Dr. Whitcomb, who is medical director of healthcare quality at Baystate Medical Center in Springfield, Mass., and Dr. Wark married 15 years ago and have worked to configure their relationship to accommodate both career and family. “For most of our relationship,” she explains, “I’ve had a part-time job that has stayed steady.”
Dr. Wark’s professional flexibility allows her to function as a full-time mother to their two children, Maela, 13, and Nicholas, 10. “Although my career has been very successful, Win has been more the one who has undergone career changes and advancements,” she says. “My staying steady has allowed that space in our relationship.”
Drs. Fang and Sharpe haven’t had to cross the bridge of different job offerings yet. But Dr. Sharpe asserts that he’s a firm believer that there should be no difference in how their careers are valued. The couple has an ongoing “transparent conversation,” adds Dr. Fang, about what’s important to each of them and the relative impact of future opportunities. In addition, her job as a researcher is somewhat portable, so the chances of simultaneous job offers might increase. For now, though, they are happily committed to UCSF and love the city of San Francisco.

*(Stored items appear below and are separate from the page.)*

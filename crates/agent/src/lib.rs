//! The planning loop: the heart of prospector.
//!
//! The agent follows an **Ask → Act → Observe** cycle:
//!
//! 1. **Project** the run's conversation into oracle input
//! 2. **Ask** the oracle for the next action, offering every capability
//! 3. **Act**: dispatch the selected capability through the registry
//! 4. **Observe**: append the result and repeat
//!
//! A plain message instead of a capability call is shown to the user and
//! ends the run when it reports completion or when every task is done.
//! The turn budget is a hard ceiling.

pub mod history;
pub mod planner;
pub mod prompt;
pub mod seeding;

#[cfg(test)]
pub(crate) mod testing;

pub use planner::{ORACLE_FAILURE_MESSAGE, PlanningLoop, RunSummary, StopReason};
pub use prompt::system_prompt;
pub use seeding::{plan_with_oracle, seed_tasks};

Madhavi Dandu, MD, MPH, assistant clinical professor and associate director of Pathways to Discovery in Global Health at UCSF, and her husband, Nima Afshar, MD, an ED/hospitalist at UCSF and at the Veterans Affairs Medical Center in San Francisco, have been lucky, she says, because “we were both drawn to medicine for similar reasons.” Together since their second year of medical school, they also both wanted, early on, to pursue careers in academic medicine. “We definitely went through some difficult times, but mostly, we were on the same page,” Dr. Dandu says.
When it came time to apply to a match program for residency, they both applied to UCSF, where they successfully completed their residencies and began their academic careers. They made a conscious decision to wait to have children until their training was finished.
Still, in the first year or so after their daughter’s birth in 2008, Dr. Dandu felt the pull between career and parenthood. “As a physician, you’re driven to make sure you’re not dropping the ball on anything, and there were many weekends that I was away from my daughter,” she says.
A supportive family helped with a flexible childcare arrangement, but this past year, Dr. Dandu decided to scale back her work schedule to 80% of regular shifts in order to spend more time with her daughter. Now, she says, “It’s pretty rare” that she will alter a commitment with her daughter for last-minute calls from work.
Shared and Diverse Interests
Even if they work in the same division, dual-hospitalist couples say they thrive when they also have independent career interests. David O. Meltzer, MD, PhD, FHM, chief of the Division of Hospital Medicine at the University of Chicago’s Department of Medicine and director of the Center for Health and the Social Sciences in Chicago, and his wife, Vineet Arora, MD, MPP, SFHM, assistant dean of Pritzker School of Medicine in Chicago and associate program director of the internal-medicine residency program, pursue independent spheres in addition to occasional collaborations as hospitalist-researchers.